Let $u$ be some distribution, e.g. $\operatorname{pv}\frac{1}{x}$ and consider the differential equation ("d.e.") $$ ay'' + by' + cy = u. $$

Let $r=r_1,r_2$ be the two (possible equal) roots of $ar^2+br+c.$ Then we have $$ ay'' + by' + cy = (D-r_1)(D-r_2)y, $$ where $D$ is the differentiation operator, $Df=f'.$

Thus the d.e. can be written $$ (D-r_1)(D-r_2)y = u. $$

Now multiply the equation with $e^{-r_1 x}$: $$ e^{-r_1 x} (D-r_1)(D-r_2)y = e^{-r_1 x} u. $$

The left hand side can then be rewritten: $$ D(e^{-r_1 x}(D-r_2)y) = e^{-r_1 x} u. $$

Taking antiderivative gives $$ e^{-r_1 x}(D-r_2)y = \int e^{-r_1 x} u \, dx $$ so $$ (D-r_2)y = e^{r_1 x} \int e^{-r_1 x} u \, dx. $$

There is always a distribution $U$ such that $U'=e^{-r_1 x} u$ but it can be impossible to write in an explicit form.
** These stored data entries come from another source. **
//! Traffic screen — upload/download history chart.

use std::sync::Arc;

use color_eyre::eyre::Result;
use ratatui::Frame;
use ratatui::layout::Rect;
use ratatui::style::Style;
use ratatui::symbols::Marker;
use ratatui::text::Span;
use ratatui::widgets::{Axis, Block, BorderType, Borders, Chart, Dataset, GraphType, Paragraph};

use fairshare_core::HistorySeries;

use crate::action::Action;
use crate::component::Component;
use crate::theme;
use crate::widgets::rate_fmt;

pub struct TrafficScreen {
    focused: bool,
    history: Arc<HistorySeries>,
}

/// Index the samples along X so both series share one axis; the
/// backend's time labels mark the ends.
#[allow(clippy::cast_precision_loss, clippy::as_conversions)]
fn series_points(values: &[f64]) -> Vec<(f64, f64)> {
    values
        .iter()
        .enumerate()
        .map(|(i, &v)| (i as f64, v))
        .collect()
}

/// Y-axis upper bound with headroom; never collapses to zero on a
/// quiet link.
fn y_bound(history: &HistorySeries) -> f64 {
    let max = history.max_rate();
    if max < 1.0 { 1.0 } else { max * 1.2 }
}

impl TrafficScreen {
    pub fn new() -> Self {
        Self {
            focused: false,
            history: Arc::new(HistorySeries::default()),
        }
    }
}

impl Component for TrafficScreen {
    fn update(&mut self, action: &Action) -> Result<Option<Action>> {
        if let Action::HistoryUpdated(history) = action {
            self.history = Arc::clone(history);
        }
        Ok(None)
    }

    #[allow(clippy::cast_precision_loss, clippy::as_conversions)]
    fn render(&self, frame: &mut Frame, area: Rect) {
        let block = Block::default()
            .title(" Traffic History ")
            .title_style(theme::title_style())
            .borders(Borders::ALL)
            .border_type(BorderType::Rounded)
            .border_style(if self.focused {
                theme::border_focused()
            } else {
                theme::border_default()
            });

        if self.history.is_empty() {
            let inner = block.inner(area);
            frame.render_widget(block, area);
            frame.render_widget(
                Paragraph::new("  No traffic data yet")
                    .style(Style::default().fg(theme::BORDER_GRAY)),
                inner,
            );
            return;
        }

        let upload = series_points(&self.history.upload);
        let download = series_points(&self.history.download);
        let x_max = (self.history.len().saturating_sub(1)).max(1) as f64;
        let y_max = y_bound(&self.history);

        let datasets = vec![
            Dataset::default()
                .name("Down")
                .marker(Marker::Braille)
                .graph_type(GraphType::Line)
                .style(Style::default().fg(theme::DOWNLOAD))
                .data(&download),
            Dataset::default()
                .name("Up")
                .marker(Marker::Braille)
                .graph_type(GraphType::Line)
                .style(Style::default().fg(theme::UPLOAD))
                .data(&upload),
        ];

        let axis_style = Style::default().fg(theme::BORDER_GRAY);
        let x_labels = vec![
            Span::styled(
                self.history.time.first().cloned().unwrap_or_default(),
                axis_style,
            ),
            Span::styled(
                self.history.time.last().cloned().unwrap_or_default(),
                axis_style,
            ),
        ];
        let y_labels = vec![
            Span::styled("0", axis_style),
            Span::styled(rate_fmt::fmt_mbps_axis(y_max / 2.0), axis_style),
            Span::styled(rate_fmt::fmt_mbps_axis(y_max), axis_style),
        ];

        let chart = Chart::new(datasets)
            .block(block)
            .x_axis(Axis::default().bounds([0.0, x_max]).labels(x_labels).style(axis_style))
            .y_axis(Axis::default().bounds([0.0, y_max]).labels(y_labels).style(axis_style));

        frame.render_widget(chart, area);
    }

    fn set_focused(&mut self, focused: bool) {
        self.focused = focused;
    }
}

#[cfg(test)]
mod tests {
    use super::*;

    #[test]
    fn points_index_samples_in_order() {
        let points = series_points(&[5.0, 2.0, 8.0]);
        assert_eq!(points, vec![(0.0, 5.0), (1.0, 2.0), (2.0, 8.0)]);
    }

    #[test]
    fn y_bound_adds_headroom_and_has_a_floor() {
        let quiet = HistorySeries::new(vec!["a".into()], vec![0.0], vec![0.0]);
        assert!((y_bound(&quiet) - 1.0).abs() < f64::EPSILON);

        let busy = HistorySeries::new(
            vec!["a".into(), "b".into()],
            vec![10.0, 50.0],
            vec![20.0, 30.0],
        );
        assert!((y_bound(&busy) - 60.0).abs() < f64::EPSILON);
    }
}
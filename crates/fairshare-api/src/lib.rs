// fairshare-api: Async Rust client for the FairShare backend REST API

pub mod client;
pub mod control;
pub mod error;
pub mod export;
pub mod models;
pub mod router;
pub mod telemetry;
pub mod transport;

pub use client::ApiClient;
pub use error::Error;
pub use export::ExportKind;
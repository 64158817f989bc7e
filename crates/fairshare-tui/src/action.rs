//! All possible UI actions. Actions are the sole mechanism for state mutation.

use std::fmt;
use std::sync::Arc;

use fairshare_core::{
    ClientRecord, Command, ExportKind, HistorySeries, RouterInfo, StatusSnapshot,
};

use crate::edit::EditKind;
use crate::notify::ToastLevel;
use crate::screen::ScreenId;

/// Command that must be confirmed before dispatch. These touch the
/// gateway for every client at once, so a stray keypress must not
/// fire them.
#[derive(Debug, Clone, Copy, PartialEq, Eq)]
pub enum ConfirmAction {
    ApplyRouterLimits,
    ClearRouterLimits,
    ToggleQos,
}

impl ConfirmAction {
    pub fn command(self) -> Command {
        match self {
            Self::ApplyRouterLimits => Command::ApplyRouterLimits,
            Self::ClearRouterLimits => Command::ClearRouterLimits,
            Self::ToggleQos => Command::ToggleQos,
        }
    }
}

impl fmt::Display for ConfirmAction {
    fn fmt(&self, f: &mut fmt::Formatter<'_>) -> fmt::Result {
        match self {
            Self::ApplyRouterLimits => write!(f, "Apply configured limits to the router?"),
            Self::ClearRouterLimits => {
                write!(f, "Clear all enforced limits? Clients become unrestricted.")
            }
            Self::ToggleQos => write!(f, "Toggle QoS enforcement?"),
        }
    }
}

/// Every state transition in the TUI is expressed as an Action.
#[derive(Debug, Clone)]
pub enum Action {
    // ── Lifecycle ──────────────────────────────────────────────────
    Quit,
    Tick,
    Render,
    Resize(u16, u16),

    // ── Navigation ────────────────────────────────────────────────
    SwitchScreen(ScreenId),
    GoBack,
    ToggleHelp,

    // ── Data events (from the store bridge) ───────────────────────
    StatusUpdated(Arc<StatusSnapshot>),
    ClientsUpdated(Arc<Vec<ClientRecord>>),
    HistoryUpdated(Arc<HistorySeries>),
    RouterUpdated(Arc<RouterInfo>),

    // ── Mutations ─────────────────────────────────────────────────
    /// Fire a backend command; the outcome comes back as a `Notify`,
    /// except for the background router sync, which only logs.
    Dispatch(Command),
    /// Open the rename editor for a client; the seed value is fetched
    /// from the backend first.
    RequestRename { ip: String },
    /// Open (or replace) the single edit session.
    OpenEdit { kind: EditKind, seed: String },

    // ── Confirmation gate ─────────────────────────────────────────
    ShowConfirm(ConfirmAction),
    ConfirmYes,
    ConfirmNo,

    // ── Notifications ─────────────────────────────────────────────
    Notify { message: String, level: ToastLevel },
    /// A dispatched command finished; screens can surface the outcome
    /// inline next to where it was triggered.
    CommandCompleted {
        command: Command,
        message: String,
        ok: bool,
    },

    // ── Router / export ───────────────────────────────────────────
    RefreshRouter,
    StartExport { kind: ExportKind, window: u32 },
}

impl Action {
    pub fn notify_success(message: impl Into<String>) -> Self {
        Self::Notify {
            message: message.into(),
            level: ToastLevel::Success,
        }
    }

    pub fn notify_error(message: impl Into<String>) -> Self {
        Self::Notify {
            message: message.into(),
            level: ToastLevel::Error,
        }
    }
}
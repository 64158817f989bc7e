// Monitor configuration.

use std::time::Duration;

use fairshare_api::transport::TransportConfig;
use url::Url;

/// Default poll cadence for the three telemetry reads.
pub const DEFAULT_POLL_INTERVAL: Duration = Duration::from_secs(2);

/// Default per-request timeout.
pub const DEFAULT_TIMEOUT: Duration = Duration::from_secs(10);

/// Configuration for a [`Monitor`](crate::Monitor).
#[derive(Debug, Clone)]
pub struct MonitorConfig {
    /// Backend root URL (e.g. `http://192.168.1.10:5000`).
    pub base_url: Url,
    /// Per-request timeout.
    pub timeout: Duration,
    /// Cadence of the telemetry poll cycle. Ticks are interval-based,
    /// not completion-based: a slow request never delays the next tick.
    pub poll_interval: Duration,
}

impl MonitorConfig {
    pub fn new(base_url: Url) -> Self {
        Self {
            base_url,
            timeout: DEFAULT_TIMEOUT,
            poll_interval: DEFAULT_POLL_INTERVAL,
        }
    }

    pub fn with_poll_interval(mut self, interval: Duration) -> Self {
        self.poll_interval = interval;
        self
    }

    pub(crate) fn transport(&self) -> TransportConfig {
        TransportConfig {
            timeout: self.timeout,
        }
    }
}
// PawMatch Engine — Match Store
// Stores sessions, preferences, the candidate catalog, and the response
// cache in SQLite via rusqlite, behind one connection protected by a Mutex.
//
// Module layout:
//   schema       — idempotent migrations, run once at open
//   sessions     — session rows + conversation history + TTL pruning
//   preferences  — last-known preference record per user (get/put)
//   catalog      — candidate queries at the hard-filter boundary
//   cache        — response-cache rows (exact get, flow scan, eviction)
//   config       — key/value engine config store
//   vector       — f32<->BLOB codec + cosine similarity

use crate::atoms::error::EngineResult;
use log::info;
use parking_lot::Mutex;
use rusqlite::Connection;
use std::path::{Path, PathBuf};

mod cache;
mod catalog;
mod config;
mod preferences;
mod schema;
mod sessions;
pub(crate) mod vector;

pub use catalog::CatalogFilter;

/// Default on-disk location for the engine database.
pub fn default_db_path() -> PathBuf {
    dirs::data_dir()
        .unwrap_or_else(|| PathBuf::from("."))
        .join("pawmatch")
        .join("pawmatch.db")
}

/// Thread-safe database wrapper.
pub struct MatchStore {
    /// The SQLite connection, protected by a Mutex.
    conn: Mutex<Connection>,
}

impl MatchStore {
    /// Open (or create) the database at `path` and initialize tables.
    pub fn open(path: &Path) -> EngineResult<Self> {
        if let Some(parent) = path.parent() {
            std::fs::create_dir_all(parent)
                .map_err(|e| format!("Failed to create {}: {}", parent.display(), e))?;
        }
        info!("[store] Opening match store at {:?}", path);

        let conn = Connection::open(path)?;
        conn.execute_batch("PRAGMA journal_mode=WAL;").ok();
        conn.execute_batch("PRAGMA foreign_keys=ON;").ok();

        schema::run_migrations(&conn)?;

        Ok(MatchStore {
            conn: Mutex::new(conn),
        })
    }

    /// In-memory store with the full schema.  Used by tests.
    pub fn open_in_memory() -> EngineResult<Self> {
        let conn = Connection::open_in_memory()?;
        conn.execute_batch("PRAGMA foreign_keys=ON;").ok();
        schema::run_migrations(&conn)?;
        Ok(MatchStore {
            conn: Mutex::new(conn),
        })
    }
}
I think that is the case when $u=\operatorname{pv}\frac{1}{x}.$

Anyway, to solve for $y,$ just repeat what we did: multiply with $e^{-r_2 x}$ and rewrite $e^{-r_2 x}(D-r_2)$ as $D(e^{-r_2 x}\cdots),$ take antiderivative and multiply with $e^{-r_2 x}.$